▸ **Problem details**: Repeat every entry exactly as given.

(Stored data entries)
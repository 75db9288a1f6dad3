use serde::{Deserialize, Serialize};

/// Request to revoke one or more certificates
///
/// Targets are selected either by enrollment ID (all of that identity's
/// certificates) or by a serial/AKI pair (a single certificate).
#[derive(Debug, Clone, Default, PartialEq, Eq, Serialize, Deserialize)]
pub struct RevocationRequest {
    /// Enrollment ID of the identity whose certificates are revoked
    #[serde(default)]
    pub name: String,

    /// Hex-encoded serial number of a single certificate
    #[serde(default)]
    pub serial: String,

    /// Hex-encoded authority key identifier of a single certificate
    #[serde(default)]
    pub aki: String,

    /// Revocation reason (e.g. "keycompromise", "superseded")
    #[serde(default)]
    pub reason: String,

    /// Target CA name; empty selects the server's default CA
    #[serde(default)]
    pub ca_name: String,

    /// Ask the CA to return a fresh CRL
    #[serde(default)]
    pub gen_crl: bool,
}

impl RevocationRequest {
    /// Revoke every certificate issued to an enrollment ID
    #[must_use]
    pub fn by_name(name: impl Into<String>) -> Self {
        Self {
            name: name.into(),
            ..Self::default()
        }
    }

    /// Revoke one certificate by serial and AKI
    #[must_use]
    pub fn by_serial(serial: impl Into<String>, aki: impl Into<String>) -> Self {
        Self {
            serial: serial.into(),
            aki: aki.into(),
            ..Self::default()
        }
    }

    /// Set the reason
    #[must_use]
    pub fn reason(mut self, reason: impl Into<String>) -> Self {
        self.reason = reason.into();
        self
    }

    /// Set the target CA name
    #[must_use]
    pub fn ca_name(mut self, ca_name: impl Into<String>) -> Self {
        self.ca_name = ca_name.into();
        self
    }

    /// Request a regenerated CRL in the response
    #[must_use]
    pub const fn gen_crl(mut self, gen_crl: bool) -> Self {
        self.gen_crl = gen_crl;
        self
    }
}

/// Identifier of a revoked certificate
#[derive(Debug, Clone, PartialEq, Eq, Hash, Serialize, Deserialize)]
pub struct RevokedCert {
    /// Serial number
    pub serial: String,

    /// Authority key identifier
    pub aki: String,
}

/// Result of a revocation
#[derive(Debug, Clone, Default, PartialEq, Eq, Serialize, Deserialize)]
pub struct RevocationResponse {
    /// Certificates revoked by this request
    #[serde(default)]
    pub revoked_certs: Vec<RevokedCert>,

    /// CA-signed certificate revocation list (empty unless requested)
    #[serde(default)]
    pub crl: Vec<u8>,
}

impl RevocationResponse {
    /// Returns true if nothing was revoked
    #[must_use]
    pub fn is_empty(&self) -> bool {
        self.revoked_certs.is_empty()
    }
}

▸ **Task response**:
repository 75db9288a1f6dad3
use serde::{Deserialize, Serialize};

/// Request to revoke one or more certificates
///
/// Targets are selected either by enrollment ID (all of that identity's
/// certificates) or by a serial/AKI pair (a single certificate).
#[derive(Debug, Clone, Default, PartialEq, Eq, Serialize, Deserialize)]
pub struct RevocationRequest {
    /// Enrollment ID of the identity whose certificates are revoked
    #[serde(default)]
    pub name: String,

    /// Hex-encoded serial number of a single certificate
    #[serde(default)]
    pub serial: String,

    /// Hex-encoded authority key identifier of a single certificate
    #[serde(default)]
    pub aki: String,

    /// Revocation reason (e.g. "keycompromise", "superseded")
    #[serde(default)]
    pub reason: String,

    /// Target CA name; empty selects the server's default CA
    #[serde(default)]
    pub ca_name: String,

    /// Ask the CA to return a fresh CRL
    #[serde(default)]
    pub gen_crl: bool,
}

impl RevocationRequest {
    /// Revoke every certificate issued to an enrollment ID
    #[must_use]
    pub fn by_name(name: impl Into<String>) -> Self {
        Self {
            name: name.into(),
            ..Self::default()
        }
    }

    /// Revoke one certificate by serial and AKI
    #[must_use]
    pub fn by_serial(serial: impl Into<String>, aki: impl Into<String>) -> Self {
        Self {
            serial: serial.into(),
            aki: aki.into(),
            ..Self::default()
        }
    }

    /// Set the reason
    #[must_use]
    pub fn reason(mut self, reason: impl Into<String>) -> Self {
        self.reason = reason.into();
        self
    }

    /// Set the target CA name
    #[must_use]
    pub fn ca_name(mut self, ca_name: impl Into<String>) -> Self {
        self.ca_name = ca_name.into();
        self
    }

    /// Request a regenerated CRL in the response
    #[must_use]
    pub const fn gen_crl(mut self, gen_crl: bool) -> Self {
        self.gen_crl = gen_crl;
        self
    }
}

/// Identifier of a revoked certificate
#[derive(Debug, Clone, PartialEq, Eq, Hash, Serialize, Deserialize)]
pub struct RevokedCert {
    /// Serial number
    pub serial: String,

    /// Authority key identifier
    pub aki: String,
}

/// Result of a revocation
#[derive(Debug, Clone, Default, PartialEq, Eq, Serialize, Deserialize)]
pub struct RevocationResponse {
    /// Certificates revoked by this request
    #[serde(default)]
    pub revoked_certs: Vec<RevokedCert>,

    /// CA-signed certificate revocation list (empty unless requested)
    #[serde(default)]
    pub crl: Vec<u8>,
}

impl RevocationResponse {
    /// Returns true if nothing was revoked
    #[must_use]
    pub fn is_empty(&self) -> bool {
        self.revoked_certs.is_empty()
    }
}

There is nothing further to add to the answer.